Task objective ▸ Look for the word "filename" in the entries and copy each line where it appears.

Records to use ▸
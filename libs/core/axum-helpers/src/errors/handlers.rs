use axum::{http::StatusCode, response::Response};

use super::{ErrorCode, error_response};

/// Fallback handler for unmatched routes.
pub async fn not_found() -> Response {
    error_response(
        StatusCode::NOT_FOUND,
        "The requested resource was not found".to_string(),
        ErrorCode::NotFound,
    )
}

#[cfg(test)]
mod tests {
    use super::*;

    #[tokio::test]
    async fn test_not_found_handler_status() {
        let response = not_found().await;
        assert_eq!(response.status(), StatusCode::NOT_FOUND);
    }
}
//! MongoDB connector and utilities

mod config;
mod connector;
mod health;

pub use config::MongoConfig;
pub use connector::{MongoError, client_options, connect_from_config};
pub use health::ping;

// Re-export MongoDB types for convenience
pub use mongodb::{Client, Collection, Database};
//! Characters API routes
//!
//! Wires the characters domain to HTTP routes and kicks off index creation.

use axum::Router;
use domain_characters::{CharacterService, MongoCharacterRepository, handlers};
use tracing::{info, warn};

use crate::state::AppState;

/// Create characters router
pub fn router(state: &AppState) -> Router {
    handlers::router(service(state))
}

fn service(state: &AppState) -> CharacterService<MongoCharacterRepository> {
    let repository = MongoCharacterRepository::new(&state.db);
    CharacterService::new(repository)
        .with_update_validation(state.config.characters.update_validation)
}

/// Create the nickname text index in the background.
///
/// The outcome is only logged; requests are served whether or not it succeeds.
pub fn spawn_index_setup(state: &AppState) -> tokio::task::JoinHandle<()> {
    let service = service(state);

    tokio::spawn(async move {
        match service.ensure_indexes().await {
            Ok(()) => info!("Nickname index ready on characters collection"),
            Err(e) => warn!(error = ?e, "Failed to create nickname index"),
        }
    })
}

#[cfg(test)]
mod tests {
    use super::*;
    use crate::api::tests::unreachable_state;

    #[tokio::test]
    async fn test_index_setup_failure_does_not_panic() {
        let state = unreachable_state().await;
        let handle = spawn_index_setup(&state);
        assert!(handle.await.is_ok());
    }
}
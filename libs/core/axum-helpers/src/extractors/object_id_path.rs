//! MongoDB ObjectId path parameter extractor.

use crate::errors::AppError;
use axum::{
    extract::{FromRequestParts, Path},
    http::request::Parts,
    response::{IntoResponse, Response},
};
use mongodb::bson::oid::ObjectId;

/// Extractor for ObjectId path parameters.
///
/// Rejects anything that is not a 24-character hex ObjectId with a 400
/// before the handler runs, so malformed ids never reach the database.
///
/// ```ignore
/// use axum_helpers::extractors::ObjectIdPath;
///
/// async fn get_character(ObjectIdPath(id): ObjectIdPath) -> String {
///     format!("Character ID: {}", id)
/// }
///
/// let app = Router::new().route("/characters/{id}", get(get_character));
/// ```
#[derive(Debug, Clone, Copy)]
pub struct ObjectIdPath(pub ObjectId);

impl<S> FromRequestParts<S> for ObjectIdPath
where
    S: Send + Sync,
{
    type Rejection = Response;

    async fn from_request_parts(parts: &mut Parts, state: &S) -> Result<Self, Self::Rejection> {
        let Path(id) = Path::<String>::from_request_parts(parts, state)
            .await
            .map_err(|e| e.into_response())?;

        ObjectId::parse_str(&id)
            .map(ObjectIdPath)
            .map_err(|_| AppError::InvalidObjectId(id).into_response())
    }
}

Output of the task ▸
filename libs/core/axum-helpers/src/errors/handlers.rs
filename libs/core/axum-helpers/src/extractors/object_id_path.rs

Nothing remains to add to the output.